Le début du livre a été difficile : ça a été long de se mettre dans l’histoire, puisque beaucoup de noms sont cités, des personnages pas toujours pertinents pour l’histoire. C’est toutefois une lecture éprouvante, tant le sujet est sensible. Et cette lecture a une certaine résonance pour moi car j’ai vu les camps de Auschwitz et de Birkenau lors d’un voyage scolaire en Pologne. J’ai donc vu de mes yeux les tonnes de lunettes, de valises, de chaussures de toutes tailles, les photos de quelques centaines de prisonniers, les lits en bois où ils s’entassaient à plusieurs, les baraquements,… Tout ça je l’ai vu, et encore aujourd’hui j’en reste marquée, à vie…
Comment supporter cela ? Comment ignorer cela ? Comment un tel homme, Josef Mengele, a-t-il pu faire tout ce qu’il a fait, participer à une telle entreprise de déshumanisation et d’extermination, et continuer jusqu’à sa mort, à minimiser son rôle dès que quelqu’un découvre sa véritable identité, à aduler un Hitler haïssable et un 3ème Reich déchu, à vouer une haine viscérale aux Juifs et même tous ceux qui ne sont pas allemands ? Ce personnage est antipathique, écœurant d’égocentrisme, puant de prétention, et totalement détestable. Au fil du livre, et donc au fil de sa cavale, il devient parano ; sa cavale bénéficie de quiproquo et à chaque fois qu’il est sur le point d’être retrouvé, il passe entre les mailles du filet, volontairement ou non. Il bénéficie également d’amis haut placés, de beaucoup d’argent et également de chance.
Concernant le livre en lui-même et le travail de l’auteur, c’est remarquable. Olivier GUEZ a donné de sa personne en se rendant dans les pays où s’est caché Mengele durant tant d’années. C’est un roman dans le sens où il a du inventer des passages manquants de l’histoire, mais dans les grandes lignes c’est un travail d’historien que l’on ne peut que louer. J’ai ainsi appris beaucoup de choses, sur l’Argentine de Juan et Evita Peron notamment, dirigeants ultra tolérants sur la présence de nazis dans leur pays, sur « l’œuvre » macabre de Mengele – un obsédé de la gémellité – dont les âmes sensibles s’abstiendront de lire les détails…
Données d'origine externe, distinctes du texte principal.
//! Client and catalog tests against a canned local server
//!
//! A tiny HTTP/1.1 responder on a `TcpListener` plays the server under test,
//! so these run without network access or a real upstream.

use compat_check::client::{ChatClient, ChatRequest, ClientError, HttpClient};
use compat_check::common::config::{Config, Overrides, Settings};
use compat_check::suite::{self, Context};
use compat_check::testing::{select, Outcome, Runner};
use serde_json::{json, Value};
use std::sync::{Arc, Mutex};
use std::time::Duration;
use tokio::io::{AsyncReadExt, AsyncWriteExt};
use tokio::net::{TcpListener, TcpStream};

/// A request as seen by the mock server
#[derive(Debug, Clone)]
struct Request {
    method: String,
    path: String,
    body: String,
}

/// A canned response
struct Response {
    status: u16,
    content_type: &'static str,
    body: String,
}

impl Response {
    fn json(status: u16, body: Value) -> Self {
        Self {
            status,
            content_type: "application/json",
            body: body.to_string(),
        }
    }

    fn sse(events: &[Value]) -> Self {
        let mut body: String = events.iter().map(|e| format!("data: {}\n\n", e)).collect();
        body.push_str("data: [DONE]\n\n");
        Self {
            status: 200,
            content_type: "text/event-stream",
            body,
        }
    }
}

type Handler = Arc<dyn Fn(&Request) -> Response + Send + Sync>;

/// Start the mock server; returns its base URL and the request log
async fn serve(handler: Handler) -> (String, Arc<Mutex<Vec<Request>>>) {
    let listener = TcpListener::bind("127.0.0.1:0").await.unwrap();
    let url = format!("http://{}", listener.local_addr().unwrap());
    let log = Arc::new(Mutex::new(Vec::new()));

    let requests = Arc::clone(&log);
    tokio::spawn(async move {
        loop {
            let Ok((mut stream, _)) = listener.accept().await else {
                return;
            };
            let handler = Arc::clone(&handler);
            let requests = Arc::clone(&requests);
            tokio::spawn(async move {
                let _ = respond(&mut stream, &handler, &requests).await;
            });
        }
    });

    (url, log)
}

/// Read one request, answer it and close the connection
async fn respond(
    stream: &mut TcpStream,
    handler: &Handler,
    log: &Mutex<Vec<Request>>,
) -> Option<()> {
    let mut buf = Vec::new();
    let mut chunk = [0u8; 4096];
    let header_end = loop {
        let n = stream.read(&mut chunk).await.ok()?;
        if n == 0 {
            return None;
        }
        buf.extend_from_slice(&chunk[..n]);
        if let Some(pos) = buf.windows(4).position(|w| w == b"\r\n\r\n") {
            break pos + 4;
        }
    };

    let head = String::from_utf8_lossy(&buf[..header_end]).to_string();
    let mut lines = head.lines();
    let mut request_line = lines.next()?.split_whitespace();
    let method = request_line.next()?.to_string();
    let path = request_line.next()?.to_string();
    let content_length = lines
        .filter_map(|l| l.split_once(':'))
        .find(|(k, _)| k.eq_ignore_ascii_case("content-length"))
        .and_then(|(_, v)| v.trim().parse::<usize>().ok())
        .unwrap_or(0);

    while buf.len() < header_end + content_length {
        let n = stream.read(&mut chunk).await.ok()?;
        if n == 0 {
            break;
        }
        buf.extend_from_slice(&chunk[..n]);
    }
    let body = String::from_utf8_lossy(&buf[header_end..]).to_string();

    let request = Request { method, path, body };
    let response = handler(&request);
    log.lock().unwrap().push(request);

    let head = format!(
        "HTTP/1.1 {} X\r\nContent-Type: {}\r\nContent-Length: {}\r\nConnection: close\r\n\r\n",
        response.status,
        response.content_type,
        response.body.len()
    );
    stream.write_all(head.as_bytes()).await.ok()?;
    stream.write_all(response.body.as_bytes()).await.ok()?;
    stream.shutdown().await.ok()
}

fn chunk(delta: Value, finish_reason: Value) -> Value {
    json!({
        "id": "chatcmpl-1",
        "object": "chat.completion.chunk",
        "created": 1_700_000_000,
        "model": "chatgpt/gpt-5",
        "choices": [{"index": 0, "delta": delta, "finish_reason": finish_reason}],
    })
}

/// A well-behaved server for the happy paths
fn compliant(request: &Request) -> Response {
    match (request.method.as_str(), request.path.as_str()) {
        ("GET", "/health") => Response::json(200, json!({"status": "ok"})),
        ("POST", "/health") => Response::json(
            405,
            json!({"error": {"message": "method not allowed", "type": "invalid_request_error"}}),
        ),
        ("GET", "/v1/models") => Response::json(
            200,
            json!({"object": "list", "data": [
                {"id": "chatgpt/gpt-5", "object": "model", "created": 0, "owned_by": "chatgpt"}
            ]}),
        ),
        ("POST", "/v1/chat/completions") => {
            let body: Value = serde_json::from_str(&request.body).unwrap_or(Value::Null);
            if body["model"] == "chatgpt/missing" {
                return Response::json(
                    404,
                    json!({"error": {"message": "The model `chatgpt/missing` does not exist", "type": "not_found_error"}}),
                );
            }
            if body["stream"] == true {
                return Response::sse(&[
                    chunk(json!({"role": "assistant"}), Value::Null),
                    chunk(json!({"content": "hello "}), Value::Null),
                    chunk(json!({"content": "world"}), Value::Null),
                    chunk(json!({}), json!("stop")),
                ]);
            }
            Response::json(
                200,
                json!({
                    "id": "chatcmpl-2",
                    "object": "chat.completion",
                    "created": 1_700_000_000,
                    "model": body["model"],
                    "system_fingerprint": null,
                    "choices": [{
                        "index": 0,
                        "message": {"role": "assistant", "content": "hello"},
                        "finish_reason": "stop"
                    }],
                    "usage": {"prompt_tokens": 5, "completion_tokens": 1, "total_tokens": 6}
                }),
            )
        }
        _ => Response::json(404, json!({"error": {"message": "not found"}})),
    }
}

async fn compliant_server() -> (String, Arc<Mutex<Vec<Request>>>) {
    serve(Arc::new(compliant)).await
}

#[tokio::test]
async fn test_http_status_is_data() {
    let (url, _) = compliant_server().await;
    let http = HttpClient::new(&url, Duration::from_secs(5)).unwrap();

    let ok = http.get("/health").await.unwrap();
    assert_eq!(ok.status, 200);
    assert_eq!(ok.json().unwrap()["status"], "ok");

    let rejected = http.post("/health").await.unwrap();
    assert_eq!(rejected.status, 405);
    assert!(!rejected.is_success());
}

#[tokio::test]
async fn test_list_models_and_create() {
    let (url, log) = compliant_server().await;
    let chat = ChatClient::new(HttpClient::new(&url, Duration::from_secs(5)).unwrap());

    let models = chat.list_models().await.unwrap();
    assert_eq!(models[0]["id"], "chatgpt/gpt-5");

    let request = ChatRequest::new("chatgpt/gpt-5")
        .user("Hi")
        .param("temperature", 0.5);
    let completion = chat.create(&request).await.unwrap();
    assert_eq!(completion.content(), Some("hello"));
    assert_eq!(completion.finish_reason(), Some("stop"));

    let sent: Value = serde_json::from_str(&log.lock().unwrap()[1].body).unwrap();
    assert_eq!(sent["temperature"], 0.5);
    assert_eq!(sent["messages"][0]["content"], "Hi");
    assert!(sent.get("stream").is_none());
}

#[tokio::test]
async fn test_create_surfaces_api_error() {
    let (url, _) = compliant_server().await;
    let chat = ChatClient::new(HttpClient::new(&url, Duration::from_secs(5)).unwrap());

    let err = chat
        .create(&ChatRequest::new("chatgpt/missing").user("Hi"))
        .await
        .unwrap_err();
    assert_eq!(err.status(), Some(404));
    assert!(err.to_string().contains("does not exist"));
}

#[tokio::test]
async fn test_stream_collects_chunks() {
    let (url, log) = compliant_server().await;
    let chat = ChatClient::new(HttpClient::new(&url, Duration::from_secs(5)).unwrap());

    let chunks = chat
        .create_stream_collected(&ChatRequest::new("chatgpt/gpt-5").user("Hi"))
        .await
        .unwrap();
    assert_eq!(chunks.len(), 4);
    assert_eq!(chunks[0].role(), Some("assistant"));
    let content: String = chunks.iter().filter_map(|c| c.content()).collect();
    assert_eq!(content, "hello world");
    assert_eq!(chunks[3].finish_reason(), Some("stop"));

    let sent: Value = serde_json::from_str(&log.lock().unwrap()[0].body).unwrap();
    assert_eq!(sent["stream"], true);
}

#[tokio::test]
async fn test_unreachable_server_is_transport_error() {
    let listener = TcpListener::bind("127.0.0.1:0").await.unwrap();
    let url = format!("http://{}", listener.local_addr().unwrap());
    drop(listener);

    let http = HttpClient::new(&url, Duration::from_secs(2)).unwrap();
    let err = http.get("/health").await.unwrap_err();
    assert!(matches!(err, ClientError::Transport { .. }));
    assert_eq!(err.kind(), "http");
}

fn context(url: &str) -> Arc<Context> {
    let settings = Settings::resolve(
        &Config::default(),
        Overrides {
            server: Some(url.to_string()),
            timeout_secs: Some(5),
            ..Default::default()
        },
    )
    .unwrap();
    Arc::new(Context::new(settings).unwrap())
}

#[tokio::test]
async fn test_catalog_checks_against_compliant_server() {
    let (url, _) = compliant_server().await;
    let registry = suite::registry().unwrap();
    let names = [
        "health_endpoint",
        "health_method_not_allowed",
        "models_structure",
        "models_expected",
        "content_chunks",
        "final_chunk_finish_reason",
        "usage_fields",
        "system_fingerprint_present",
        "created_timestamp",
    ];

    let runner = Runner::new(Duration::from_secs(5));
    let ctx = context(&url);
    for name in names {
        let case = registry.get(name).unwrap();
        let result = runner.run_one(case, Arc::clone(&ctx)).await;
        assert_eq!(result.outcome, Outcome::Passed, "{}", name);
    }
}

#[tokio::test]
async fn test_catalog_check_failures_and_skips() {
    let (url, _) = compliant_server().await;
    let registry = suite::registry().unwrap();
    let runner = Runner::new(Duration::from_secs(5));
    let ctx = context(&url);

    // the canned server never reports errors for bad requests
    let result = runner
        .run_one(registry.get("missing_model").unwrap(), Arc::clone(&ctx))
        .await;
    assert_eq!(
        result.outcome,
        Outcome::Failed {
            message: "Missing model should return 400".to_string(),
            expected: Some(json!(400)),
            got: Some(json!(200)),
        }
    );

    // chatgpt cannot name a tool in tool_choice
    let result = runner
        .run_one(registry.get("mcp_tool_choice_specific").unwrap(), Arc::clone(&ctx))
        .await;
    assert!(result.skipped());

    // copilot-only check is skipped for the default provider
    let result = runner
        .run_one(registry.get("copilot_max_tokens_effective").unwrap(), ctx)
        .await;
    assert!(result.skipped());
}

#[tokio::test]
async fn test_catalog_against_unreachable_server_errors() {
    let listener = TcpListener::bind("127.0.0.1:0").await.unwrap();
    let url = format!("http://{}", listener.local_addr().unwrap());
    drop(listener);

    let registry = suite::registry().unwrap();
    let selected = select(&registry, None, &["connectivity".to_string()]);
    let report = Runner::new(Duration::from_secs(5))
        .run(selected, context(&url), &suite::category_order())
        .await;

    assert_eq!(report.results().len(), 5);
    assert!(report
        .results()
        .iter()
        .all(|r| matches!(&r.outcome, Outcome::Errored { kind, .. } if kind == "http")));
    assert_eq!(report.exit_code(), 5);
}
C’est un très bon livre sur un sujet difficile mais nécessaire.
Ne pas oublier pour ne pas recommencer.
Note :
Caché derrière divers pseudonymes, protégé par ses réseaux et par l’argent de sa famille, soutenu à Buenos Aires par une communauté qui rêve du Quatrième Reich, Mengele croit d’abord pouvoir s’inventer une nouvelle vie… En Allemagne, l’heure est à la reconstruction, l’Argentine de Peron est bienveillante, le monde entier veut oublier. Mais la traque reprend, menée par le Mossad puis par le chasseur de nazis Simon Wiesenthal. Avec l’aide de sympathisants, Mengele trouve un temps refuge au Brésil, auprès d’un couple de Hongrois, dans une ferme reculée. Son errance ne connaîtra plus de répit. De planque en planque, entouré d’une meute de chiens, perché sur le mirador qu’il a fait construire pour guetter les dangers qui le menacent, isolé, déguisé, dévoré d’angoisse, Mengele finira noyé sur une plage brésilienne.
Comment le médecin SS a-t-il pu passer entre les mailles du filet international trente ans durant ? De quelles complicités en Allemagne de l’Ouest et en Amérique du Sud a-t-il bénéficié ? L’histoire est inouïe, elle est dérangeante. La barbarie nazie y croise la modernité des années 1960 et 1970, et nos ambiguïtés occidentales : que faire des hommes qui ont commis le mal ?
La Disparition de Josef Mengele est une plongée au cœur des ténèbres. Anciens nazis, agents du Mossad, femmes cupides et dictateurs d’opérette évoluent dans un monde corrompu par le fanatisme, la realpolitik, l’argent et l’ambition. Voici l’odyssée dantesque de Josef Mengele en Amérique du Sud. Le roman-vrai de sa cavale après-guerre.